Bezalel Naor

The Job moment

Theodicy is a philosophical problem that disturbs all religious people. In layman’s terms: Why do bad things happen to good people?

The Mishnah (Avot 4:15) records in the name of Rabbi Yannai: “We have no explanation, neither for the serenity of the wicked, nor for the suffering of the righteous.”

According to a tradition preserved in the Babylonian Talmud (Berakhot 7a), Moses requested of God that He explain His ways. “Why is there a righteous person who has it bad, and there is a wicked person who has it good?” Opinions differ whether Moses’ request was granted or not.

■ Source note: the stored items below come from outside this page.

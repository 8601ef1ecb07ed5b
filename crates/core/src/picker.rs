//! Tag picker contents and the popover seam.
//!
//! How a picker is drawn is up to the front end. It receives a
//! [`PickerContext`] through [`TagPopover::open`] and reports the user's
//! pick back as a [`PickerChoice`], which the reconciler applies.

use crate::models::BookmarkRecord;

#[derive(Debug, Clone, PartialEq)]
pub struct PickerEntry {
    pub tag: String,
    pub selected: bool,
}

#[derive(Debug, Clone, PartialEq)]
pub struct PickerContext {
    pub bookmark: BookmarkRecord,
    pub query: String,
    pub entries: Vec<PickerEntry>,
    /// Offered when the query names a tag that does not exist yet.
    pub create: Option<String>,
}

impl PickerContext {
    /// `tags` in display order; entries keep that order.
    pub fn build(tags: &[String], bookmark: &BookmarkRecord, query: &str) -> Self {
        let name = query.trim();
        let lowered = name.to_lowercase();
        let entries = tags
            .iter()
            .filter(|t| t.to_lowercase().contains(&lowered))
            .map(|t| PickerEntry {
                tag: t.clone(),
                selected: bookmark.has_tag(t),
            })
            .collect();
        let create = (!name.is_empty() && !tags.iter().any(|t| t == name)).then(|| name.to_string());
        Self {
            bookmark: bookmark.clone(),
            query: query.to_string(),
            entries,
            create,
        }
    }

    /// Choice for the `n`th visible row, counting the create row last.
    pub fn choice_at(&self, n: usize) -> Option<PickerChoice> {
        if let Some(entry) = self.entries.get(n) {
            return Some(PickerChoice::Select(entry.tag.clone()));
        }
        if n == self.entries.len() {
            return self.create.clone().map(PickerChoice::Create);
        }
        None
    }
}

#[derive(Debug, Clone, PartialEq, Eq)]
pub enum PickerChoice {
    /// Toggle an existing tag.
    Select(String),
    /// Make a new tag and file the bookmark under it.
    Create(String),
}

pub trait TagPopover {
    /// Show the picker next to `anchor` (a front-end handle, e.g. a row id).
    fn open(&mut self, anchor: &str, context: PickerContext);
    fn close(&mut self);
}

#[cfg(test)]
mod tests {
    use super::*;

    fn bookmark() -> BookmarkRecord {
        BookmarkRecord {
            id: "7".into(),
            title: "Tokio".into(),
            url: "https://tokio.rs".into(),
            date_added: 0,
            parent_id: "10".into(),
            tags: vec!["Rust".into()],
            favicon: String::new(),
        }
    }

    fn tags() -> Vec<String> {
        vec!["Rust".into(), "News".into(), "rustacean".into()]
    }

    #[test]
    fn lists_matching_tags_with_selection() {
        let ctx = PickerContext::build(&tags(), &bookmark(), "rus");
        let shown: Vec<_> = ctx.entries.iter().map(|e| (e.tag.as_str(), e.selected)).collect();
        assert_eq!(shown, vec![("Rust", true), ("rustacean", false)]);
        assert_eq!(ctx.create.as_deref(), Some("rus"));
    }

    #[test]
    fn no_create_offer_for_existing_or_empty_query() {
        assert!(PickerContext::build(&tags(), &bookmark(), "News").create.is_none());
        let all = PickerContext::build(&tags(), &bookmark(), "");
        assert_eq!(all.entries.len(), 3);
        assert!(all.create.is_none());
        assert!(PickerContext::build(&tags(), &bookmark(), "   ").create.is_none());
    }

    #[test]
    fn surrounding_spaces_do_not_hide_an_existing_tag() {
        let ctx = PickerContext::build(&tags(), &bookmark(), " News ");
        assert!(ctx.create.is_none());
        assert_eq!(ctx.entries.len(), 1);
        assert_eq!(ctx.choice_at(0), Some(PickerChoice::Select("News".into())));
    }

    #[test]
    fn rows_map_to_choices() {
        let ctx = PickerContext::build(&tags(), &bookmark(), "rus");
        assert_eq!(ctx.choice_at(0), Some(PickerChoice::Select("Rust".into())));
        assert_eq!(ctx.choice_at(2), Some(PickerChoice::Create("rus".into())));
        assert_eq!(ctx.choice_at(3), None);
    }
}
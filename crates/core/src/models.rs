use serde::{Deserialize, Serialize};
use std::collections::BTreeMap;

#[derive(Debug, Clone, PartialEq, Serialize, Deserialize)]
pub struct BookmarkRecord {
    pub id: String,
    pub title: String,
    pub url: String,
    /// Milliseconds since the unix epoch.
    pub date_added: i64,
    pub parent_id: String,
    /// Folder path from the root down to the bookmark, derived at flatten time.
    pub tags: Vec<String>,
    pub favicon: String,
}

impl BookmarkRecord {
    pub fn has_tag(&self, tag: &str) -> bool {
        self.tags.iter().any(|t| t == tag)
    }
}

/// Tag name to number of occurrences across all records. Absent means zero.
#[derive(Debug, Clone, Default, PartialEq, Serialize)]
pub struct TagVocabulary(BTreeMap<String, usize>);

impl TagVocabulary {
    pub fn from_records(records: &[BookmarkRecord]) -> Self {
        let mut counts = BTreeMap::new();
        for tag in records.iter().flat_map(|r| r.tags.iter()) {
            *counts.entry(tag.clone()).or_insert(0) += 1;
        }
        Self(counts)
    }

    pub fn count(&self, tag: &str) -> usize {
        self.0.get(tag).copied().unwrap_or(0)
    }

    pub fn contains(&self, tag: &str) -> bool {
        self.0.contains_key(tag)
    }

    pub fn len(&self) -> usize {
        self.0.len()
    }

    pub fn is_empty(&self) -> bool {
        self.0.is_empty()
    }

    pub fn total(&self) -> usize {
        self.0.values().sum()
    }

    pub fn iter(&self) -> impl Iterator<Item = (&String, usize)> {
        self.0.iter().map(|(k, v)| (k, *v))
    }
}

/// Newest first by `date_added`; ties keep their current order.
pub fn sort_newest_first(records: &mut [BookmarkRecord]) {
    records.sort_by(|a, b| b.date_added.cmp(&a.date_added));
}
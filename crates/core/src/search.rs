use crate::models::BookmarkRecord;

/// Records carrying `selected_tag` (when set and non-empty) whose title, url
/// or any tag contains `query` case-insensitively. Order is preserved.
pub fn filter_view(
    bookmarks: &[BookmarkRecord],
    selected_tag: Option<&str>,
    query: &str,
) -> Vec<BookmarkRecord> {
    let tag = selected_tag.filter(|t| !t.is_empty());
    let query = query.to_lowercase();
    bookmarks
        .iter()
        .filter(|b| tag.map_or(true, |t| b.has_tag(t)))
        .filter(|b| query.is_empty() || matches_query(b, &query))
        .cloned()
        .collect()
}

fn matches_query(bookmark: &BookmarkRecord, lowered: &str) -> bool {
    bookmark.title.to_lowercase().contains(lowered)
        || bookmark.url.to_lowercase().contains(lowered)
        || bookmark
            .tags
            .iter()
            .any(|t| t.to_lowercase().contains(lowered))
}
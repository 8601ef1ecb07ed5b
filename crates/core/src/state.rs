//! View state: the full list, the ranked tags and the derived filtered list.
//!
//! Every setter recomputes the filtered list so it can never go stale.

use crate::flatten::Flattened;
use crate::models::{sort_newest_first, BookmarkRecord, TagVocabulary};
use crate::ranker::rank;
use crate::search::filter_view;

#[derive(Debug, Default)]
pub struct ViewState {
    bookmarks: Vec<BookmarkRecord>,
    vocabulary: TagVocabulary,
    tags: Vec<String>,
    selected_tag: Option<String>,
    query: String,
    filtered: Vec<BookmarkRecord>,
    loaded: bool,
}

impl ViewState {
    /// Swap in a fresh flatten result. Selection and query survive.
    pub fn replace(&mut self, flattened: Flattened) {
        let Flattened {
            mut bookmarks,
            vocabulary,
            ..
        } = flattened;
        sort_newest_first(&mut bookmarks);
        self.tags = rank(&vocabulary);
        self.vocabulary = vocabulary;
        self.bookmarks = bookmarks;
        self.loaded = true;
        self.refilter();
    }

    pub fn set_query(&mut self, query: impl Into<String>) {
        self.query = query.into();
        self.refilter();
    }

    pub fn clear_query(&mut self) {
        self.set_query(String::new());
    }

    /// `None` or an empty name shows all bookmarks.
    pub fn select_tag(&mut self, tag: Option<String>) {
        self.selected_tag = tag.filter(|t| !t.is_empty());
        self.refilter();
    }

    /// Optimistic local removal; the next reload settles the vocabulary.
    pub fn remove(&mut self, id: &str) -> Option<BookmarkRecord> {
        let pos = self.bookmarks.iter().position(|b| b.id == id)?;
        let removed = self.bookmarks.remove(pos);
        self.refilter();
        Some(removed)
    }

    pub fn insert(&mut self, record: BookmarkRecord) {
        self.bookmarks.push(record);
        sort_newest_first(&mut self.bookmarks);
        self.refilter();
    }

    pub fn find(&self, id: &str) -> Option<&BookmarkRecord> {
        self.bookmarks.iter().find(|b| b.id == id)
    }

    pub fn bookmarks(&self) -> &[BookmarkRecord] {
        &self.bookmarks
    }

    pub fn filtered(&self) -> &[BookmarkRecord] {
        &self.filtered
    }

    pub fn tags(&self) -> &[String] {
        &self.tags
    }

    pub fn vocabulary(&self) -> &TagVocabulary {
        &self.vocabulary
    }

    pub fn selected_tag(&self) -> Option<&str> {
        self.selected_tag.as_deref()
    }

    pub fn query(&self) -> &str {
        &self.query
    }

    pub fn is_loaded(&self) -> bool {
        self.loaded
    }

    pub fn has_filters(&self) -> bool {
        self.selected_tag.is_some() || !self.query.is_empty()
    }

    /// Ranked tags with how many current bookmarks carry each one.
    pub fn sidebar(&self) -> Vec<(String, usize)> {
        self.tags
            .iter()
            .map(|tag| {
                let n = self.bookmarks.iter().filter(|b| b.has_tag(tag)).count();
                (tag.clone(), n)
            })
            .collect()
    }

    fn refilter(&mut self) {
        self.filtered = filter_view(&self.bookmarks, self.selected_tag.as_deref(), &self.query);
    }
}
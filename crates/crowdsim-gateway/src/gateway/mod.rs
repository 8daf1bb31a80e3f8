//! Inbound HTTP surface.

mod http;

pub use http::{
    FALLBACK_ERROR_MESSAGE, GatewayState, HealthResponse, MODEL_ERROR_MESSAGE, SimulationResponse,
    router, run_http,
};
//! Prompt builder contract: required fragments, transcript rendering, cue.

use crowdsim_gateway::{
    ConversationEntry, DemographicBucket, EMPTY_TRANSCRIPT_PLACEHOLDER, ProductCost,
    SimulationRequest, TraitValue, build_turn_prompt, generate_personas,
};

fn request() -> SimulationRequest {
    SimulationRequest {
        demographics: vec![DemographicBucket {
            count: 1,
            occupation: Some(TraitValue::One("teacher".to_string())),
            age_range: Some(TraitValue::One("30-40".to_string())),
            gender: None,
            income_range: None,
        }],
        number_of_turns: 1,
        product_name: "SolarKettle".to_string(),
        product_description: "a kettle powered by sunlight".to_string(),
        product_cost: ProductCost::Integer(49),
        exposure_message: "Introducing the SolarKettle!".to_string(),
    }
}

#[test]
fn prompt_contains_product_cost_and_speaker_verbatim() {
    let request = request();
    let personas = generate_personas(&request.demographics);
    let prompt = build_turn_prompt(&request, &[], &personas[0]);

    assert!(prompt.contains("SolarKettle"));
    assert!(prompt.contains("cost: $49"));
    assert!(prompt.contains("Agent 1"));
    assert!(prompt.contains("Introducing the SolarKettle!"));
    assert!(prompt.ends_with("Agent 1 is about to speak."));
}

#[test]
fn empty_transcript_uses_placeholder() {
    let request = request();
    let personas = generate_personas(&request.demographics);
    let prompt = build_turn_prompt(&request, &[], &personas[0]);
    assert!(prompt.contains(EMPTY_TRANSCRIPT_PLACEHOLDER));
}

#[test]
fn transcript_renders_sender_content_lines() {
    let request = request();
    let personas = generate_personas(&request.demographics);
    let history = vec![
        ConversationEntry {
            sender: "Agent 1".to_string(),
            content: "Looks handy.*60%*".to_string(),
        },
        ConversationEntry {
            sender: "Agent 2".to_string(),
            content: "Too pricey.*20%*".to_string(),
        },
    ];
    let prompt = build_turn_prompt(&request, &history, &personas[0]);
    assert!(prompt.contains("Agent 1: Looks handy.*60%*\nAgent 2: Too pricey.*20%*"));
    assert!(!prompt.contains(EMPTY_TRANSCRIPT_PLACEHOLDER));
}

#[test]
fn speaker_traits_render_in_prompt() {
    let request = request();
    let personas = generate_personas(&request.demographics);
    let prompt = build_turn_prompt(&request, &[], &personas[0]);
    assert!(prompt.contains("This persona's traits are: occupation: teacher. ageRange: 30-40."));
}

#[test]
fn fixed_instruction_block_demands_asterisk_percentage() {
    let request = request();
    let personas = generate_personas(&request.demographics);
    let prompt = build_turn_prompt(&request, &[], &personas[0]);
    assert!(prompt.contains("no more than 40 words"));
    assert!(prompt.contains("*50%*"));
    assert!(prompt.contains("Do not repeat any message."));
}

#[test]
fn string_cost_renders_verbatim() {
    let mut request = request();
    request.product_cost = ProductCost::Text("19.99".to_string());
    let personas = generate_personas(&request.demographics);
    let prompt = build_turn_prompt(&request, &[], &personas[0]);
    assert!(prompt.contains("cost: $19.99"));
}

And then there is the Book of Job, an entire work devoted to the problem of the righteous suffering. Job, a just man, is stripped of all his most precious possessions, including his dearly beloved family. Job’s companions offer various explanations why God has visited these hardships upon him. In the final analysis, the catastrophes of the Creator remain a mystery beyond mortal man’s comprehension. And while at book’s end, the protagonist, Job, winds up with twice as many livestock as he started with, and produces a new family to replace the old, the reader may very well remain unconvinced (as did many Holocaust survivors) that there truly is no compensation for the horrors endured.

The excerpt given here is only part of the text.